Book Managing Conflict Resolution

Download or read book Managing Conflict Resolution written by Sean McCollum and published by Infobase Publishing. This book was released on 2009 with total page 137 pages. Available in PDF, EPUB and Kindle. Book excerpt: Offers an overview of conflict management, discussing how conflicts arise in homes, schools, and the community and describing the different methods people have developed to deal with conflict and find possible resolutions.

Book Disease Control Priorities  Third Edition  Volume 9

Download or read book Disease Control Priorities Third Edition Volume 9 written by Dean T. Jamison and published by . This book was released on 2023-01-18 with total page 0 pages. Available in PDF, EPUB and Kindle. Book excerpt: Annotation This volume discusses health system policies (including financing global health, quality of care, and strengthening regulatory systems in low- and middle-income countries), as well as the methods and resources used throughout all DCP3 volumes.

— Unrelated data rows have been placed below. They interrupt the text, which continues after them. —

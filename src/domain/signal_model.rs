//! Signal model identifiers and model list parsing.

use std::collections::HashSet;
use std::fmt;
use std::str::FromStr;

#[derive(Debug, Clone, Copy, PartialEq, Eq, Hash)]
pub enum SignalModel {
    Ott,
    Cci,
    Tma,
    Rsi,
}

impl SignalModel {
    pub const ALL: [SignalModel; 4] = [
        SignalModel::Ott,
        SignalModel::Cci,
        SignalModel::Tma,
        SignalModel::Rsi,
    ];

    /// Name used as the signal stream key and in ranking labels.
    pub fn name(self) -> &'static str {
        match self {
            SignalModel::Ott => "OTT",
            SignalModel::Cci => "CCI",
            SignalModel::Tma => "TMA",
            SignalModel::Rsi => "RSI",
        }
    }
}

impl fmt::Display for SignalModel {
    fn fmt(&self, f: &mut fmt::Formatter<'_>) -> fmt::Result {
        f.write_str(self.name())
    }
}

impl FromStr for SignalModel {
    type Err = ModelParseError;

    fn from_str(s: &str) -> Result<Self, Self::Err> {
        match s.trim().to_uppercase().as_str() {
            "OTT" => Ok(SignalModel::Ott),
            "CCI" => Ok(SignalModel::Cci),
            "TMA" => Ok(SignalModel::Tma),
            "RSI" => Ok(SignalModel::Rsi),
            other => Err(ModelParseError::Unknown(other.to_string())),
        }
    }
}

#[derive(Debug, Clone, PartialEq, Eq, thiserror::Error)]
pub enum ModelParseError {
    #[error("empty token in model list")]
    EmptyToken,

    #[error("duplicate model: {0}")]
    Duplicate(String),

    #[error("unknown model '{0}' (expected OTT, CCI, TMA or RSI)")]
    Unknown(String),
}

/// Parse a comma-separated model list, preserving order.
pub fn parse_models(input: &str) -> Result<Vec<SignalModel>, ModelParseError> {
    let mut models = Vec::new();
    let mut seen = HashSet::new();

    for token in input.split(',') {
        let trimmed = token.trim();
        if trimmed.is_empty() {
            return Err(ModelParseError::EmptyToken);
        }
        let model: SignalModel = trimmed.parse()?;
        if !seen.insert(model) {
            return Err(ModelParseError::Duplicate(model.name().to_string()));
        }
        models.push(model);
    }

    Ok(models)
}
//! INI file configuration adapter.

use crate::domain::error::SignalbenchError;
use crate::ports::config_port::ConfigPort;
use configparser::ini::Ini;
use std::path::Path;

pub struct FileConfigAdapter {
    config: Ini,
}

impl FileConfigAdapter {
    pub fn from_file<P: AsRef<Path>>(path: P) -> Result<Self, SignalbenchError> {
        let path = path.as_ref();
        let mut config = Ini::new();
        config
            .load(path)
            .map_err(|reason| SignalbenchError::ConfigParse {
                file: path.display().to_string(),
                reason,
            })?;
        Ok(Self { config })
    }

    pub fn from_string(content: &str) -> Result<Self, SignalbenchError> {
        let mut config = Ini::new();
        config
            .read(content.to_string())
            .map_err(|reason| SignalbenchError::ConfigParse {
                file: "<string>".to_string(),
                reason,
            })?;
        Ok(Self { config })
    }
}

impl ConfigPort for FileConfigAdapter {
    fn get_string(&self, section: &str, key: &str) -> Option<String> {
        self.config.get(section, key)
    }

    fn get_int(&self, section: &str, key: &str, default: i64) -> i64 {
        self.config
            .getint(section, key)
            .ok()
            .flatten()
            .unwrap_or(default)
    }

    fn get_double(&self, section: &str, key: &str, default: f64) -> f64 {
        self.config
            .getfloat(section, key)
            .ok()
            .flatten()
            .unwrap_or(default)
    }
}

Book Western Muslims and Conflicts Abroad

Download or read book Western Muslims and Conflicts Abroad written by Juris Pupcenoks and published by Routledge. This book was released on 2015-12-07 with total page 244 pages. Available in PDF, EPUB and Kindle. Book excerpt: This book explains why reactive conflict spillovers (political violence in response to conflicts abroad) occur in some migrant-background communities in the West. Based on survey data, statistical datasets, more than sixty interviews with Muslim community leaders and activists, ethnographic research in London and Detroit, and open-source data, this book develops a theoretical explanation for how both differences in government policies and features of migrant-background communities interact to influence the nature of foreign-policy focused activism in migrant communities. Utilizing rigorous, mixed-methods case study analysis, the author comparatively analyses the reactions of the Pakistani community in London and the Arab Muslim community in Detroit to the wars in Afghanistan and Iraq during the decade following 9/11. Both communities are politically mobilized and active. However, while London has experienced reactive conflict spillover, Detroit has remained largely peaceful. The key findings show that, with regards to activism in response to foreign policy events, Western Muslim communities primarily politically mobilize on the basis of their ethnic divisions. Nevertheless, one notable exception is the Arab-Israeli conflict, which is viewed through the Islamic lenses; and the common Islamic identity is important in driving mobilization domestically in response to Islamophobia, and counterterrorism policies and practices perceived to be discriminatory. Certain organizational arrangements involving minority community leaders, law enforcement, and government officials help to effectively contain excitable youth who may otherwise engage in deviant behavior. Overall, the following factors contribute to the creation of an environment where reactive conflict spillover is more likely to occur: policies allowing immigration of violent radicals, poor economic integration without extensive civil society inter-group ties, the presence of radical groups, and connections with radical networks abroad.